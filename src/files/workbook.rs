use crate::config::SheetConfig;
use crate::error::{NormalizeError, Result};
use crate::models::{CellValue, RawRow};
use calamine::{open_workbook_auto, Data, Range, Reader};
use std::collections::{HashMap, HashSet};
use std::path::Path;

/// 读取 구분소유자명부 工作表
///
/// 先跳过 `skip_rows` 行, 下一行作为表头, 其余为数据行. 全空行直接丢弃.
pub fn load_registry_rows(path: &Path, sheet: &SheetConfig) -> Result<Vec<RawRow>> {
    let mut workbook = open_workbook_auto(path)?;

    if !workbook.sheet_names().iter().any(|name| name == &sheet.name) {
        return Err(NormalizeError::SheetNotFound {
            sheet: sheet.name.clone(),
            path: path.to_path_buf(),
        });
    }

    let range = workbook.worksheet_range(&sheet.name)?;
    let grid = absolute_grid(&range);

    let rows = rows_from_grid(grid, sheet.skip_rows);
    tracing::info!(
        "loaded {} rows from '{}' ({})",
        rows.len(),
        sheet.name,
        path.display()
    );
    Ok(rows)
}

fn to_cell(data: &Data) -> CellValue {
    match data {
        Data::Empty | Data::Error(_) => CellValue::Empty,
        Data::String(s) => CellValue::Text(s.clone()),
        Data::Float(n) => CellValue::Float(*n),
        Data::Int(n) => CellValue::Int(*n),
        Data::Bool(b) => CellValue::Bool(*b),
        Data::DateTime(dt) => CellValue::Float(dt.as_f64()),
        Data::DateTimeIso(s) | Data::DurationIso(s) => CellValue::Text(s.clone()),
    }
}

/// Range 只覆盖已用区域, 补齐前导空行空列, 使行列号与工作表一致
fn absolute_grid(range: &Range<Data>) -> Vec<Vec<CellValue>> {
    let (start_row, start_col) = range.start().unwrap_or((0, 0));

    let leading = (0..start_row).map(|_| Vec::<CellValue>::new());
    let used = range.rows().map(|row| {
        std::iter::repeat(CellValue::Empty)
            .take(start_col as usize)
            .chain(row.iter().map(to_cell))
            .collect::<Vec<CellValue>>()
    });
    leading.chain(used).collect()
}

/// 表头转列键: 空表头用 __EMPTY, __EMPTY_1 ..., 重复表头追加 _1, _2 ...
///
/// 生成的键与已有键冲突时继续递增后缀, 保证每列一个键.
pub fn header_keys(header: &[CellValue]) -> Vec<String> {
    let mut used: HashSet<String> = HashSet::new();
    let mut suffixes: HashMap<String, usize> = HashMap::new();

    header
        .iter()
        .map(|cell| {
            let base = cell.as_text().unwrap_or_else(|| "__EMPTY".to_string());
            let mut key = base.clone();
            while used.contains(&key) {
                let n = suffixes.entry(base.clone()).or_insert(0);
                *n += 1;
                key = format!("{}_{}", base, n);
            }
            used.insert(key.clone());
            key
        })
        .collect()
}

/// 网格 -> 带表头键的原始行
pub fn rows_from_grid(grid: Vec<Vec<CellValue>>, skip_rows: usize) -> Vec<RawRow> {
    let mut iter = grid.into_iter().skip(skip_rows);
    let Some(mut header) = iter.next() else {
        return Vec::new();
    };
    let data: Vec<Vec<CellValue>> = iter.collect();

    // 数据行比表头宽时, 多出的列也按空表头命名
    let width = data.iter().map(Vec::len).max().unwrap_or(0).max(header.len());
    header.resize(width, CellValue::Empty);
    let keys = header_keys(&header);

    data.into_iter()
        .map(|cells| {
            let mut values = cells.into_iter();
            keys.iter()
                .map(|key| (key.clone(), values.next().unwrap_or_default()))
                .collect::<RawRow>()
        })
        .filter(|row| !row.is_blank())
        .collect()
}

YOUR OBJECTIVE → Using the records above, copy every line that has the word "used" in it.

EXERCISE SOLUTION →
    let used = range.rows().map(|row| {
    leading.chain(used).collect()
    let mut used: HashSet<String> = HashSet::new();
            while used.contains(&key) {
            used.insert(key.clone());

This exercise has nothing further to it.